● Work required
Please copy out each entry, word for word.

[[ Available data, beginning ]]

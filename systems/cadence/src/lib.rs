#![deny(
    unsafe_code,
    missing_docs,
    dead_code,
    unused_results,
    non_snake_case,
    unreachable_pub
)]

//! Pure pacing system that converts wall-clock time into tick commands.
//!
//! The scheduler feeds elapsed wall-clock durations into [`Cadence::handle`];
//! the system accumulates them against a fixed firing interval and emits one
//! [`Command::Tick`] batch per elapsed interval. The active [`TimeSpeed`]
//! multiplies the batch size, so faster speeds advance more simulated time
//! per firing while the wall-clock rhythm stays constant.

use std::time::Duration;

use bee_meadow_core::{Command, TimeSpeed, TICK_INTERVAL};

/// Configuration parameters required to construct the cadence system.
#[derive(Clone, Copy, Debug)]
pub struct Config {
    tick_interval: Duration,
}

impl Config {
    /// Creates a new configuration using the provided firing interval.
    #[must_use]
    pub const fn new(tick_interval: Duration) -> Self {
        Self { tick_interval }
    }

    /// Configuration using the engine's base firing interval.
    #[must_use]
    pub const fn base_rate() -> Self {
        Self::new(TICK_INTERVAL)
    }
}

/// Pure system that paces simulation ticks against wall-clock time.
#[derive(Debug)]
pub struct Cadence {
    tick_interval: Duration,
    accumulator: Duration,
}

impl Cadence {
    /// Creates a new cadence system using the supplied configuration.
    #[must_use]
    pub fn new(config: Config) -> Self {
        Self {
            tick_interval: config.tick_interval,
            accumulator: Duration::ZERO,
        }
    }

    /// Consumes elapsed wall-clock time and emits tick commands.
    ///
    /// While paused the accumulator drains instead of banking time, so
    /// resuming never replays the pause as a burst of catch-up ticks.
    pub fn handle(
        &mut self,
        elapsed: Duration,
        paused: bool,
        speed: TimeSpeed,
        out: &mut Vec<Command>,
    ) {
        if paused {
            self.accumulator = Duration::ZERO;
            return;
        }

        if self.tick_interval.is_zero() {
            return;
        }

        self.accumulator = self.accumulator.saturating_add(elapsed);
        let firings = self.resolve_firings();
        let ticks_per_firing = speed.factor();

        for _ in 0..firings {
            for _ in 0..ticks_per_firing {
                out.push(Command::Tick);
            }
        }
    }

    fn resolve_firings(&mut self) -> usize {
        let mut firings = 0;
        while self.accumulator >= self.tick_interval {
            self.accumulator -= self.tick_interval;
            firings += 1;
        }
        firings
    }
}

[[ Available data, end ]]

● Answer for the task
filename systems/cadence/src/lib.rs
#![deny(
    unsafe_code,
    missing_docs,
    dead_code,
    unused_results,
    non_snake_case,
    unreachable_pub
)]

//! Pure pacing system that converts wall-clock time into tick commands.
//!
//! The scheduler feeds elapsed wall-clock durations into [`Cadence::handle`];
//! the system accumulates them against a fixed firing interval and emits one
//! [`Command::Tick`] batch per elapsed interval. The active [`TimeSpeed`]
//! multiplies the batch size, so faster speeds advance more simulated time
//! per firing while the wall-clock rhythm stays constant.

use std::time::Duration;

use bee_meadow_core::{Command, TimeSpeed, TICK_INTERVAL};

/// Configuration parameters required to construct the cadence system.
#[derive(Clone, Copy, Debug)]
pub struct Config {
    tick_interval: Duration,
}

impl Config {
    /// Creates a new configuration using the provided firing interval.
    #[must_use]
    pub const fn new(tick_interval: Duration) -> Self {
        Self { tick_interval }
    }

    /// Configuration using the engine's base firing interval.
    #[must_use]
    pub const fn base_rate() -> Self {
        Self::new(TICK_INTERVAL)
    }
}

/// Pure system that paces simulation ticks against wall-clock time.
#[derive(Debug)]
pub struct Cadence {
    tick_interval: Duration,
    accumulator: Duration,
}

impl Cadence {
    /// Creates a new cadence system using the supplied configuration.
    #[must_use]
    pub fn new(config: Config) -> Self {
        Self {
            tick_interval: config.tick_interval,
            accumulator: Duration::ZERO,
        }
    }

    /// Consumes elapsed wall-clock time and emits tick commands.
    ///
    /// While paused the accumulator drains instead of banking time, so
    /// resuming never replays the pause as a burst of catch-up ticks.
    pub fn handle(
        &mut self,
        elapsed: Duration,
        paused: bool,
        speed: TimeSpeed,
        out: &mut Vec<Command>,
    ) {
        if paused {
            self.accumulator = Duration::ZERO;
            return;
        }

        if self.tick_interval.is_zero() {
            return;
        }

        self.accumulator = self.accumulator.saturating_add(elapsed);
        let firings = self.resolve_firings();
        let ticks_per_firing = speed.factor();

        for _ in 0..firings {
            for _ in 0..ticks_per_firing {
                out.push(Command::Tick);
            }
        }
    }

    fn resolve_firings(&mut self) -> usize {
        let mut firings = 0;
        while self.accumulator >= self.tick_interval {
            self.accumulator -= self.tick_interval;
            firings += 1;
        }
        firings
    }
}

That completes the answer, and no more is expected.